Wir gehen also den steilen Berg hinunter zur Brücke, sind mal wieder beeindruckt von der Ebbelandschaft mit umgekippten Bötchen und nehmen kurz darauf Platz im Gilles de Bretagne. Und weil es so sommerlich ist, sogar auf der Terrasse am „Ufer“.
Die Bilder von Google haben uns nicht getäuscht: Es ist wirklich ausgesprochen lecker. Für mich war die Wahl schnell klar: Moules Frites hat es auf diesem Trip noch nicht gegeben und das soll sich schleunigst ändern. Annette macht da eher eine Überraschungsbestellung: „Merlu rôti hört sich doch gut an. Ich wollte was Gebratenes.“ Meine Nachfrage, was denn ein Merlu sei, beantwortet sie mit einem Achselzucken: „Wird schon lecker sein.“ Wir lösen die unerträgliche Spannung für euch mal auf: Merlu ist ein Seehecht und schmeckt ausgesprochen gut. Zumindest, wenn er so gut zubereitet wird wie hier. Und auch über meine Muscheln kann ich nichts Schlechtes sagen. Eher im Gegenteil: Eine so üppig mit frischesten Miesmuscheln gefüllte Schüssel habe ich selten bekommen!
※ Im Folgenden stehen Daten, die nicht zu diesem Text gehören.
//! # Domain Types
//!
//! Core domain types used throughout the issuance engine.
//!
//! ## Type Hierarchy
//! ```text
//! ┌─────────────────────────────────────────────────────────────────────────┐
//! │                         Domain Types                                    │
//! │                                                                         │
//! │  INBOUND (from the cashier session)                                     │
//! │  ┌─────────────────────┐  ┌──────────────┐  ┌──────────────────┐       │
//! │  │ IssueInvoiceCommand │─►│  CartLine    │  │  Tender          │       │
//! │  │  session, customer  │  │  qty, price  │  │  type, amount    │       │
//! │  │  authorization      │  │  tax rate    │  └──────────────────┘       │
//! │  └─────────────────────┘  └──────────────┘                              │
//! │                                                                         │
//! │  PERSISTED (owned by the invoice)                                       │
//! │  ┌─────────────────────┐  ┌──────────────┐  ┌──────────────────┐       │
//! │  │ Invoice             │─►│  SoldLine    │  │  InvoicePayment  │       │
//! │  │  invoice_number     │  │  snapshot    │  │  type, amount    │       │
//! │  │  totals, status     │  └──────────────┘  └──────────────────┘       │
//! │  └─────────────────────┘                                                │
//! │                                                                         │
//! │  EXTERNAL (read-only collaborators)                                     │
//! │  Product · Customer · User · Discount                                   │
//! └─────────────────────────────────────────────────────────────────────────┘
//! ```
//!
//! ## Snapshot Pattern
//! Sold lines freeze description, price and tax rate at issuance time; later
//! product edits never change an issued invoice.

use chrono::{DateTime, NaiveDate, Utc};
use serde::{Deserialize, Serialize};
use ts_rs::TS;

use crate::money::Money;

// =============================================================================
// Tax Rate
// =============================================================================

/// Tax rate represented in basis points (bps).
///
/// ## Why Basis Points?
/// 1 basis point = 0.01% = 1/10000, so 1500 bps = 15%.
/// Integer rates keep the whole tax path free of floating point.
#[derive(Debug, Clone, Copy, PartialEq, Eq, PartialOrd, Ord, Hash, Serialize, Deserialize, TS)]
#[ts(export)]
pub struct TaxRate(u32);

impl TaxRate {
    /// Exempt goods.
    pub const EXEMPT: TaxRate = TaxRate(0);
    /// Standard sales tax.
    pub const ISV_15: TaxRate = TaxRate(1500);
    /// Sales tax on alcohol, tobacco and similar goods.
    pub const ISV_18: TaxRate = TaxRate(1800);

    /// Creates a tax rate from basis points.
    #[inline]
    pub const fn from_bps(bps: u32) -> Self {
        TaxRate(bps)
    }

    /// Creates a tax rate from a whole percentage (15 → 15%).
    #[inline]
    pub const fn from_percent(pct: u32) -> Self {
        TaxRate(pct * 100)
    }

    /// Returns the rate in basis points.
    #[inline]
    pub const fn bps(&self) -> u32 {
        self.0
    }

    /// Checks if tax rate is zero.
    #[inline]
    pub const fn is_zero(&self) -> bool {
        self.0 == 0
    }
}

impl Default for TaxRate {
    fn default() -> Self {
        TaxRate::EXEMPT
    }
}

impl std::fmt::Display for TaxRate {
    fn fmt(&self, f: &mut std::fmt::Formatter<'_>) -> std::fmt::Result {
        write!(f, "{}.{:02}%", self.0 / 100, self.0 % 100)
    }
}

// =============================================================================
// External Collaborators
// =============================================================================

/// A product available for sale. The engine only reads it and decrements stock.
#[derive(Debug, Clone, Serialize, Deserialize, TS)]
#[cfg_attr(feature = "sqlx", derive(sqlx::FromRow))]
#[ts(export)]
pub struct Product {
    pub id: String,
    /// Stock Keeping Unit - business identifier.
    pub sku: String,
    pub name: String,
    pub price_cents: i64,
    pub tax_rate_bps: u32,
    /// Never negative; sales clamp at zero.
    pub current_stock: i64,
    pub is_active: bool,
    #[ts(as = "String")]
    pub created_at: DateTime<Utc>,
    #[ts(as = "String")]
    pub updated_at: DateTime<Utc>,
}

impl Product {
    #[inline]
    pub fn price(&self) -> Money {
        Money::from_cents(self.price_cents)
    }

    #[inline]
    pub fn tax_rate(&self) -> TaxRate {
        TaxRate::from_bps(self.tax_rate_bps)
    }
}

/// A customer an invoice is issued to.
#[derive(Debug, Clone, Serialize, Deserialize, TS)]
#[cfg_attr(feature = "sqlx", derive(sqlx::FromRow))]
#[ts(export)]
pub struct Customer {
    pub id: String,
    pub name: String,
    /// Tax registration number, absent for anonymous buyers.
    pub rtn: Option<String>,
    pub is_active: bool,
    #[ts(as = "String")]
    pub created_at: DateTime<Utc>,
}

/// A cashier account.
#[derive(Debug, Clone, Serialize, Deserialize, TS)]
#[cfg_attr(feature = "sqlx", derive(sqlx::FromRow))]
#[ts(export)]
pub struct User {
    pub id: String,
    pub username: String,
    pub is_active: bool,
    #[ts(as = "String")]
    pub created_at: DateTime<Utc>,
}

/// A named discount the cashier may apply to a whole cart.
#[derive(Debug, Clone, Serialize, Deserialize, TS)]
#[cfg_attr(feature = "sqlx", derive(sqlx::FromRow))]
#[ts(export)]
pub struct Discount {
    pub id: String,
    pub name: String,
    pub percentage_bps: u32,
    pub is_active: bool,
    #[ts(as = "String")]
    pub created_at: DateTime<Utc>,
}

// =============================================================================
// Inbound Command
// =============================================================================

/// Who is issuing, passed explicitly with every command.
#[derive(Debug, Clone, PartialEq, Eq, Serialize, Deserialize, TS)]
#[serde(rename_all = "camelCase")]
#[ts(export)]
pub struct SessionContext {
    pub user_id: String,
    pub cash_register_id: Option<String>,
}

/// One cart entry as submitted by the cashier.
#[derive(Debug, Clone, PartialEq, Eq, Serialize, Deserialize, TS)]
#[serde(rename_all = "camelCase")]
#[ts(export)]
pub struct CartLine {
    pub product_id: String,
    pub description: String,
    pub quantity: i64,
    pub tax_id: String,
    pub tax_rate: TaxRate,
    pub unit_price_cents: i64,
}

impl CartLine {
    #[inline]
    pub fn unit_price(&self) -> Money {
        Money::from_cents(self.unit_price_cents)
    }
}

/// One tender entry.
#[derive(Debug, Clone, PartialEq, Eq, Serialize, Deserialize, TS)]
#[serde(rename_all = "camelCase")]
#[ts(export)]
pub struct Tender {
    pub payment_type_id: String,
    pub amount_cents: i64,
}

impl Tender {
    #[inline]
    pub fn amount(&self) -> Money {
        Money::from_cents(self.amount_cents)
    }
}

/// Discount chosen for the cart.
#[derive(Debug, Clone, PartialEq, Eq, Serialize, Deserialize, TS)]
#[serde(rename_all = "camelCase")]
#[ts(export)]
pub struct DiscountSelection {
    pub discount_id: String,
    pub percentage_bps: u32,
}

/// Everything the presentation layer submits to issue one invoice.
#[derive(Debug, Clone, Serialize, Deserialize, TS)]
#[serde(rename_all = "camelCase")]
#[ts(export)]
pub struct IssueInvoiceCommand {
    #[ts(as = "String")]
    pub date: NaiveDate,
    pub customer_id: String,
    pub authorization_id: String,
    pub session: SessionContext,
    pub discount: Option<DiscountSelection>,
    pub lines: Vec<CartLine>,
    pub payments: Vec<Tender>,
    pub is_credit: bool,
    pub credit_days: Option<i64>,
}

impl IssueInvoiceCommand {
    /// Discount percentage in basis points, zero when none was selected.
    pub fn discount_bps(&self) -> u32 {
        self.discount.as_ref().map(|d| d.percentage_bps).unwrap_or(0)
    }

    /// Sum of all tenders.
    pub fn total_paid(&self) -> Money {
        self.payments.iter().map(Tender::amount).sum()
    }
}

// =============================================================================
// Settlement Status
// =============================================================================

/// Whether the invoice was settled at issuance or opened a receivable.
#[derive(Debug, Clone, Copy, PartialEq, Eq, Serialize, Deserialize, TS)]
#[cfg_attr(feature = "sqlx", derive(sqlx::Type))]
#[cfg_attr(feature = "sqlx", sqlx(rename_all = "lowercase"))]
#[ts(export)]
#[serde(rename_all = "snake_case")]
pub enum SettlementStatus {
    /// Fully paid at the counter.
    Paid,
    /// Pending credit; the outstanding amount is owed by the customer.
    Created,
}

// =============================================================================
// Invoice
// =============================================================================

/// An issued fiscal invoice.
///
/// ## Invariants
/// - `total_cents == subtotal_cents + tax_cents`
/// - `outstanding_cents == 0` unless `status == Created`
#[derive(Debug, Clone, PartialEq, Eq, Serialize, Deserialize, TS)]
#[cfg_attr(feature = "sqlx", derive(sqlx::FromRow))]
#[ts(export)]
pub struct Invoice {
    pub id: String,
    pub authorization_id: String,
    /// `prefix + zero-pad(correlative, 8)`.
    pub invoice_number: String,
    pub correlative: i64,
    #[ts(as = "String")]
    pub issue_date: NaiveDate,
    pub customer_id: String,
    pub user_id: String,
    pub cash_register_id: Option<String>,
    pub discount_id: Option<String>,
    pub discount_bps: u32,
    /// Sum of after-discount bases, before tax.
    pub subtotal_cents: i64,
    pub discount_cents: i64,
    pub tax_cents: i64,
    pub total_cents: i64,
    pub exempt_cents: i64,
    pub taxed_15_cents: i64,
    pub tax_15_cents: i64,
    pub taxed_18_cents: i64,
    pub tax_18_cents: i64,
    pub taxed_other_cents: i64,
    pub tax_other_cents: i64,
    pub cash_received_cents: i64,
    pub change_cents: i64,
    pub status: SettlementStatus,
    pub outstanding_cents: i64,
    pub credit_days: i64,
    #[ts(as = "Option<String>")]
    pub due_date: Option<NaiveDate>,
    #[ts(as = "String")]
    pub created_at: DateTime<Utc>,
}

impl Invoice {
    #[inline]
    pub fn total(&self) -> Money {
        Money::from_cents(self.total_cents)
    }

    #[inline]
    pub fn outstanding(&self) -> Money {
        Money::from_cents(self.outstanding_cents)
    }
}

/// A cart line materialized on the invoice.
#[derive(Debug, Clone, PartialEq, Eq, Serialize, Deserialize, TS)]
#[cfg_attr(feature = "sqlx", derive(sqlx::FromRow))]
#[ts(export)]
pub struct SoldLine {
    pub id: String,
    pub invoice_id: String,
    /// 1-based position on the printed invoice.
    pub line_number: i64,
    pub product_id: String,
    /// Description at time of sale (frozen).
    pub description: String,
    pub quantity: i64,
    pub tax_id: String,
    pub tax_rate_bps: u32,
    pub unit_price_cents: i64,
    pub discount_cents: i64,
    pub tax_cents: i64,
    /// After-discount amount, before tax.
    pub line_total_cents: i64,
}

/// A tender recorded against an invoice.
#[derive(Debug, Clone, PartialEq, Eq, Serialize, Deserialize, TS)]
#[cfg_attr(feature = "sqlx", derive(sqlx::FromRow))]
#[ts(export)]
pub struct InvoicePayment {
    pub id: String,
    pub invoice_id: String,
    pub payment_type_id: String,
    pub amount_cents: i64,
}

/// A committed invoice together with everything it owns.
/// This is what renderers and receivable views read.
#[derive(Debug, Clone, PartialEq, Eq, Serialize, Deserialize, TS)]
#[serde(rename_all = "camelCase")]
#[ts(export)]
pub struct InvoiceDocument {
    pub invoice: Invoice,
    pub lines: Vec<SoldLine>,
    pub payments: Vec<InvoicePayment>,
}

// =============================================================================
// Unit Tests
// =============================================================================

#[cfg(test)]
mod tests {
    use super::*;

    #[test]
    fn test_tax_rate_constants() {
        assert_eq!(TaxRate::ISV_15.bps(), 1500);
        assert_eq!(TaxRate::from_percent(18), TaxRate::ISV_18);
        assert!(TaxRate::EXEMPT.is_zero());
        assert_eq!(TaxRate::ISV_15.to_string(), "15.00%");
    }

    #[test]
    fn test_command_helpers() {
        let command = IssueInvoiceCommand {
            date: NaiveDate::from_ymd_opt(2026, 3, 1).unwrap(),
            customer_id: "c".into(),
            authorization_id: "a".into(),
            session: SessionContext {
                user_id: "u".into(),
                cash_register_id: None,
            },
            discount: None,
            lines: vec![],
            payments: vec![
                Tender {
                    payment_type_id: "cash".into(),
                    amount_cents: 5000,
                },
                Tender {
                    payment_type_id: "card".into(),
                    amount_cents: 5350,
                },
            ],
            is_credit: false,
            credit_days: None,
        };

        assert_eq!(command.discount_bps(), 0);
        assert_eq!(command.total_paid().cents(), 10350);
    }

    #[test]
    fn test_settlement_status_serializes_snake_case() {
        let json = serde_json::to_string(&SettlementStatus::Created).unwrap();
        assert_eq!(json, "\"created\"");
    }
}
Mit vollem Bauch unterwegs
Bestens gelaunt gehen wir nach diesem köstlichen Mahl zurück zum MoMo, um die Hunde für die Wanderung herauszuholen. Denn das Wandern war ja unser eigentliches Vorhaben für den Tag!
Jetzt ist es 15 Uhr und wir beschließen, dass wir halt so weit gehen, wie wir können und wollen. Es gibt natürlich auch hier wieder den markierten Zöllnerpfad. Erst etwas zu spät dämmert uns, dass wir den bei Ebbe auch getrost ignorieren und stattdessen einfach unten am Strand entlanglaufen könnten.
Denn es ist immer noch Ebbe, allerdings mit jetzt einsetzender Flut, von der zunächst aber nicht viel zu sehen ist. Im Gegenteil: Mir kommt auf einmal das Lied von Kermit, dem Frosch, in den Sinn, welches wir dann fröhlich mitsingen.
Ich wollt ich wär
unten im Meer.
Ja im Garten eines Kraken möcht ich sein.
(Kermit)
Als wir in der 6. Bucht eine Pause machen, gestehe ich Annette, dass ich bei dem leicht schwülen Wetter irgendwie nicht der fitteste bin. Vielleicht bin ich auch nur von der Schwüle überrascht – das verbinde ich so gar nicht mit der Bretagne!
Wir beschließen, die Wanderung zu halbieren und an der Engstelle der Halbinsel auf die andere Seite zu wechseln, damit wir die Aussicht nach Osten auch mal gehabt haben.
Der Blick nach Osten ist dann erstaunlicherweise gänzlich anders. Hier sehen wir weniger Strände, sondern mehr Salzwiesen.
Und wir lösen die Frage auf, was mit den Muschelernteschiffen passiert, wenn das Wasser weg ist. Antwort: Dann wird halt gefahren!
Die Flut kommt
Nachdem wir die Halbinsel zum zweiten Mal überquert haben, kommen wir wieder zu den Stränden der Westküste zurück. Und dort ist das Wunder der Flut passiert. Wo vorher noch alles voller Algen, Schlick und Muscheln war, ist nun das Wasser zurückgekehrt. Und der Strand sieht auch wieder wie ein Strand aus.
Wir genießen noch mal den Blick aufs Meer, denn ab morgen werden wir die Rückreise antreten. Bretagne, es war wieder wunderschön bei dir und wir kommen sicher nicht erst in 4 Jahren wieder!
Und gut, dass Annette mich abends daran erinnert, dass ich noch mal mit der Drohne übers Château und die Bucht fliegen könnte. Denn die Smaragdküste trägt ihren Namen hier ja nicht zu Unrecht!